Iannis suplicó a su padre que le prestara unos cuantos obreros de uno de sus solares en construcción. Alexi se lo prometió, pero después le dijo que no podía ser debido a unos proyectos urgentes relacionados con un avión cargado de turistas que debía llegar en breve a una urbanización recién construida cuyos sanitarios no habían sido totalmente instalados siquiera. Alexi estaba tan nervioso con el asunto que hasta llegó a pegar a su hijo por primera vez en su vida para luego abrazarlo y pedirle disculpas.

Así pues, Spiridon fue llevado de la mano colina arriba hasta unas fantasmales ruinas abandonadas donde crecían largas matas de hierba y espinos desecados que cubrían casi las viejas piedras hechas añicos. Alrededor quedaban los silentes y desiertos restos de pequeñas casas envueltas en una apariencia de soledad y pesar. Peldaños alabeados conducían a ninguna parte. Un horno comunal descansaba en un ángulo precario, atascada y herrumbrosa su puerta de hierro colado, con capas de óxido prontas a escindirse por el calor o la escarcha. Dentro había una colonia de cochinillas y los rastros carbonizados de innumerables y olvidadas comidas que habían alimentado a personas dispersadas o muertas desde hacía tiempo.

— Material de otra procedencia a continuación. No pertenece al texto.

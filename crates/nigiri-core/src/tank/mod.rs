//! FSH tank: the parsed, not-yet-compiled source definitions
//!
//! The tank is the in-memory collection of everything the parser produced,
//! in source order. It is read-only to the export engine: the engine fishes
//! definitions out of it and compiles them, but never mutates it.

pub mod rules;

use crate::diagnostics::Location;
use crate::semantic::fishing::FhirType;
use indexmap::IndexMap;
use serde::{Deserialize, Serialize};
use tracing::trace;

pub use rules::{
    AddElementRule, AssignmentRule, BindingRule, CardRule, CaretValueRule, ContainsItem,
    ContainsRule, FlagRule, FshCode, FshValue, ObeysRule, OnlyRule, OnlyRuleType, Rule,
};

/// The kind of a structure-defining source definition
#[derive(Debug, Clone, Copy, PartialEq, Eq, Hash, Serialize, Deserialize)]
#[serde(rename_all = "lowercase")]
pub enum DefinitionKind {
    Profile,
    Extension,
    Logical,
    Resource,
}

impl DefinitionKind {
    pub fn as_fhir_type(&self) -> FhirType {
        match self {
            DefinitionKind::Profile => FhirType::Profile,
            DefinitionKind::Extension => FhirType::Extension,
            DefinitionKind::Logical => FhirType::Logical,
            DefinitionKind::Resource => FhirType::Resource,
        }
    }

    pub fn display_name(&self) -> &'static str {
        match self {
            DefinitionKind::Profile => "Profile",
            DefinitionKind::Extension => "Extension",
            DefinitionKind::Logical => "Logical",
            DefinitionKind::Resource => "Resource",
        }
    }
}

/// A structure-defining FSH definition (Profile, Extension, Logical, Resource)
#[derive(Debug, Clone, Serialize, Deserialize)]
pub struct SourceDefinition {
    pub kind: DefinitionKind,
    pub name: String,
    pub id: String,
    /// Declared parent reference (name, id, or url). Absent is an error for
    /// profiles; the other kinds have built-in defaults.
    #[serde(skip_serializing_if = "Option::is_none")]
    pub parent: Option<String>,
    #[serde(skip_serializing_if = "Option::is_none")]
    pub title: Option<String>,
    #[serde(skip_serializing_if = "Option::is_none")]
    pub description: Option<String>,
    pub rules: Vec<Rule>,
    #[serde(default)]
    pub location: Location,
}

impl SourceDefinition {
    pub fn new(kind: DefinitionKind, name: impl Into<String>) -> Self {
        let name = name.into();
        let id = name.clone();
        Self {
            kind,
            name,
            id,
            parent: None,
            title: None,
            description: None,
            rules: Vec::new(),
            location: Location::default(),
        }
    }

    /// Whether the given identifier names this definition
    pub fn matches_identity(&self, identifier: &str) -> bool {
        self.name == identifier || self.id == identifier
    }
}

/// A parsed FSH instance definition
#[derive(Debug, Clone, Serialize, Deserialize)]
pub struct InstanceDefinition {
    pub name: String,
    pub id: String,
    /// The resource, profile, or type this instance conforms to
    pub instance_of: String,
    /// #example | #definition | #inline
    #[serde(skip_serializing_if = "Option::is_none")]
    pub usage: Option<String>,
    #[serde(skip_serializing_if = "Option::is_none")]
    pub title: Option<String>,
    #[serde(skip_serializing_if = "Option::is_none")]
    pub description: Option<String>,
    pub rules: Vec<Rule>,
    #[serde(default)]
    pub location: Location,
}

impl InstanceDefinition {
    pub fn new(name: impl Into<String>, instance_of: impl Into<String>) -> Self {
        let name = name.into();
        let id = name.clone();
        Self {
            name,
            id,
            instance_of: instance_of.into(),
            usage: None,
            title: None,
            description: None,
            rules: Vec::new(),
            location: Location::default(),
        }
    }

    pub fn matches_identity(&self, identifier: &str) -> bool {
        self.name == identifier || self.id == identifier
    }
}

/// One include or exclude component of a value set definition
#[derive(Debug, Clone, Default, Serialize, Deserialize)]
pub struct ValueSetComponent {
    /// true → include, false → exclude
    pub include: bool,
    /// Code system reference (name, id, or url)
    #[serde(skip_serializing_if = "Option::is_none")]
    pub system: Option<String>,
    /// Source value sets (`include codes from valueset X`)
    #[serde(default, skip_serializing_if = "Vec::is_empty")]
    pub value_sets: Vec<String>,
    /// Individually listed concepts
    #[serde(default, skip_serializing_if = "Vec::is_empty")]
    pub concepts: Vec<FshCode>,
    /// Filters (`where concept is-a #something`)
    #[serde(default, skip_serializing_if = "Vec::is_empty")]
    pub filters: Vec<ValueSetFilterComponent>,
}

/// A value set filter component
#[derive(Debug, Clone, Serialize, Deserialize)]
pub struct ValueSetFilterComponent {
    pub property: String,
    pub op: String,
    pub value: String,
}

/// A parsed FSH value set definition
#[derive(Debug, Clone, Serialize, Deserialize)]
pub struct ValueSetDefinition {
    pub name: String,
    pub id: String,
    #[serde(skip_serializing_if = "Option::is_none")]
    pub title: Option<String>,
    #[serde(skip_serializing_if = "Option::is_none")]
    pub description: Option<String>,
    pub components: Vec<ValueSetComponent>,
    /// Caret rules on the value set itself
    pub rules: Vec<Rule>,
    #[serde(default)]
    pub location: Location,
}

impl ValueSetDefinition {
    pub fn new(name: impl Into<String>) -> Self {
        let name = name.into();
        let id = name.clone();
        Self {
            name,
            id,
            title: None,
            description: None,
            components: Vec::new(),
            rules: Vec::new(),
            location: Location::default(),
        }
    }

    pub fn matches_identity(&self, identifier: &str) -> bool {
        self.name == identifier || self.id == identifier
    }
}

/// A concept in a code system definition, possibly with children
#[derive(Debug, Clone, Serialize, Deserialize)]
pub struct ConceptDefinition {
    pub code: String,
    #[serde(skip_serializing_if = "Option::is_none")]
    pub display: Option<String>,
    #[serde(skip_serializing_if = "Option::is_none")]
    pub definition: Option<String>,
    #[serde(default, skip_serializing_if = "Vec::is_empty")]
    pub children: Vec<ConceptDefinition>,
}

impl ConceptDefinition {
    pub fn new(code: impl Into<String>) -> Self {
        Self {
            code: code.into(),
            display: None,
            definition: None,
            children: Vec::new(),
        }
    }
}

/// A parsed FSH code system definition
#[derive(Debug, Clone, Serialize, Deserialize)]
pub struct CodeSystemDefinition {
    pub name: String,
    pub id: String,
    #[serde(skip_serializing_if = "Option::is_none")]
    pub title: Option<String>,
    #[serde(skip_serializing_if = "Option::is_none")]
    pub description: Option<String>,
    pub concepts: Vec<ConceptDefinition>,
    /// Caret rules on the code system itself
    pub rules: Vec<Rule>,
    #[serde(default)]
    pub location: Location,
}

impl CodeSystemDefinition {
    pub fn new(name: impl Into<String>) -> Self {
        let name = name.into();
        let id = name.clone();
        Self {
            name,
            id,
            title: None,
            description: None,
            concepts: Vec::new(),
            rules: Vec::new(),
            location: Location::default(),
        }
    }

    pub fn matches_identity(&self, identifier: &str) -> bool {
        self.name == identifier || self.id == identifier
    }
}

/// A named structural constraint, attached to elements via obeys rules
#[derive(Debug, Clone, Serialize, Deserialize)]
pub struct Invariant {
    pub name: String,
    pub description: String,
    /// error | warning
    pub severity: String,
    #[serde(skip_serializing_if = "Option::is_none")]
    pub expression: Option<String>,
    #[serde(skip_serializing_if = "Option::is_none")]
    pub xpath: Option<String>,
    /// Caret-path rules populating additional constraint metadata
    #[serde(default, skip_serializing_if = "Vec::is_empty")]
    pub rules: Vec<InvariantRule>,
    #[serde(default)]
    pub location: Location,
}

impl Invariant {
    pub fn new(name: impl Into<String>, description: impl Into<String>) -> Self {
        Self {
            name: name.into(),
            description: description.into(),
            severity: "error".to_string(),
            expression: None,
            xpath: None,
            rules: Vec::new(),
            location: Location::default(),
        }
    }
}

/// A caret-path rule inside an invariant definition
#[derive(Debug, Clone, Serialize, Deserialize)]
pub struct InvariantRule {
    pub caret_path: String,
    pub value: FshValue,
}

/// One entry of the tank, in source order
#[derive(Debug, Clone)]
pub enum TankItem {
    Structure(SourceDefinition),
    Instance(InstanceDefinition),
    ValueSet(ValueSetDefinition),
    CodeSystem(CodeSystemDefinition),
}

impl TankItem {
    pub fn name(&self) -> &str {
        match self {
            TankItem::Structure(d) => &d.name,
            TankItem::Instance(d) => &d.name,
            TankItem::ValueSet(d) => &d.name,
            TankItem::CodeSystem(d) => &d.name,
        }
    }
}

/// In-memory collection of parsed FSH definitions
///
/// Definitions are matched by declared name or id; canonical-url lookups are
/// answered by the accumulator and the base library, which know the derived
/// URLs. A `|version` suffix never matches a tank entry: versions are
/// assigned at export time.
#[derive(Debug, Clone, Default)]
pub struct FshTank {
    items: Vec<TankItem>,
    invariants: IndexMap<String, Invariant>,
}

impl FshTank {
    pub fn new() -> Self {
        Self::default()
    }

    pub fn add_structure(&mut self, definition: SourceDefinition) {
        self.items.push(TankItem::Structure(definition));
    }

    pub fn add_instance(&mut self, definition: InstanceDefinition) {
        self.items.push(TankItem::Instance(definition));
    }

    pub fn add_value_set(&mut self, definition: ValueSetDefinition) {
        self.items.push(TankItem::ValueSet(definition));
    }

    pub fn add_code_system(&mut self, definition: CodeSystemDefinition) {
        self.items.push(TankItem::CodeSystem(definition));
    }

    pub fn add_invariant(&mut self, invariant: Invariant) {
        self.invariants.insert(invariant.name.clone(), invariant);
    }

    /// All items in source order
    pub fn items(&self) -> &[TankItem] {
        &self.items
    }

    /// Look up an invariant by name
    pub fn invariant(&self, name: &str) -> Option<&Invariant> {
        self.invariants.get(name)
    }

    /// Fish a source definition by declared name or id, with a kind filter
    pub fn fish_by_identity(&self, identifier: &str, types: &[FhirType]) -> Option<&TankItem> {
        trace!("Tank lookup for '{}' (types: {:?})", identifier, types);
        self.items.iter().find(|item| {
            let (matches, kind) = match item {
                TankItem::Structure(d) => (d.matches_identity(identifier), d.kind.as_fhir_type()),
                TankItem::Instance(d) => (d.matches_identity(identifier), FhirType::Instance),
                TankItem::ValueSet(d) => (d.matches_identity(identifier), FhirType::ValueSet),
                TankItem::CodeSystem(d) => (d.matches_identity(identifier), FhirType::CodeSystem),
            };
            matches && (types.is_empty() || types.contains(&kind))
        })
    }

    /// All structure definitions, in source order
    pub fn structures(&self) -> impl Iterator<Item = &SourceDefinition> {
        self.items.iter().filter_map(|item| match item {
            TankItem::Structure(d) => Some(d),
            _ => None,
        })
    }

    /// All instance definitions, in source order
    pub fn instances(&self) -> impl Iterator<Item = &InstanceDefinition> {
        self.items.iter().filter_map(|item| match item {
            TankItem::Instance(d) => Some(d),
            _ => None,
        })
    }
}

#[cfg(test)]
mod tests {
    use super::*;

    #[test]
    fn test_fish_by_identity_and_kind() {
        let mut tank = FshTank::new();
        let mut profile = SourceDefinition::new(DefinitionKind::Profile, "MyPatient");
        profile.id = "my-patient".to_string();
        tank.add_structure(profile);
        tank.add_value_set(ValueSetDefinition::new("MyCodes"));

        assert!(tank.fish_by_identity("MyPatient", &[]).is_some());
        assert!(tank.fish_by_identity("my-patient", &[FhirType::Profile]).is_some());
        assert!(tank.fish_by_identity("MyPatient", &[FhirType::ValueSet]).is_none());
        assert!(tank.fish_by_identity("MyCodes", &[FhirType::ValueSet]).is_some());
        assert!(tank.fish_by_identity("Nothing", &[]).is_none());
    }

    #[test]
    fn test_items_preserve_source_order() {
        let mut tank = FshTank::new();
        tank.add_value_set(ValueSetDefinition::new("First"));
        tank.add_structure(SourceDefinition::new(DefinitionKind::Extension, "Second"));
        tank.add_instance(InstanceDefinition::new("Third", "Patient"));

        let names: Vec<_> = tank.items().iter().map(|i| i.name()).collect();
        assert_eq!(names, vec!["First", "Second", "Third"]);
    }

    #[test]
    fn test_invariant_lookup() {
        let mut tank = FshTank::new();
        tank.add_invariant(Invariant::new("inv-1", "must have a name"));

        assert!(tank.invariant("inv-1").is_some());
        assert!(tank.invariant("inv-2").is_none());
    }
}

– Dios mío -dijo Spiro, contemplando aquel espectáculo de silenciosa desolación-, en Corfú no fue tan grave. Le pone a uno triste, ¿verdad?

– Sí, es un lugar tristísimo -dijo Iannis -. Yo suelo venir a explorar, y también cuando estoy enfadado, o soy infeliz. -Señaló con el dedo-. Mi bisabuelo murió ahí dentro. Me pusieron Iannis por él. La abuela dice que era el mejor médico de Grecia, y que pudo haber sido un gran escritor. Podía sanar con sólo tocar a la gente.

Spiro se persignó y dijo:

– Que la Virgen nos proteja.

– He encontrado montones de cosas -comentó Iannis-, pero casi todo está roto. -Una gata joven y manchada se alejó con el vientre distendido por las crías a punto de nacer-. Viene a cazar lagartijas -dijo Iannis, señalando-. Lo hace muy bien. Siempre les deja la cola, y después la cola se retuerce sola por ahí días y días. Es fantástico.

– Fíjate en eso -dijo Spiro, señalando a un enorme olivo viejo partido por la mitad que empezaba a pudrirse por el tronco, pero que estaba lleno aún de retorcidas ramas negras y pequeños frutos verdes.

– Yo me subo a ése -dijo Iannis -. Hay una rama estupenda para columpiarse. Esa de allá.

– Pues vamos a columpiarnos -dijo Spiro, y Iannis trepó al árbol para ver desde allí como el otro daba un salto y se colgaba. Se columpiaron un rato los dos juntos, ayudados por la elasticidad de la rama y luego se dejaron caer al suelo rebosantes de viril satisfacción. Spiro se frotó las manos y dijo -: Bueno, pongamos manos a la obra antes de que haga demasiado calor. ¿Te das cuenta de que esto me va a ir muy mal para las manos? Seguramente no podré tocar esta noche. ¿Sabías que los guitarristas no lavan platos porque se les ablandan las uñas? Qué excusa más buena, ¿verdad?

– A mí me gusta lavar los platos -dijo Iannis-. Te saca toda la mugre de las uñas; además, la abuela me paga.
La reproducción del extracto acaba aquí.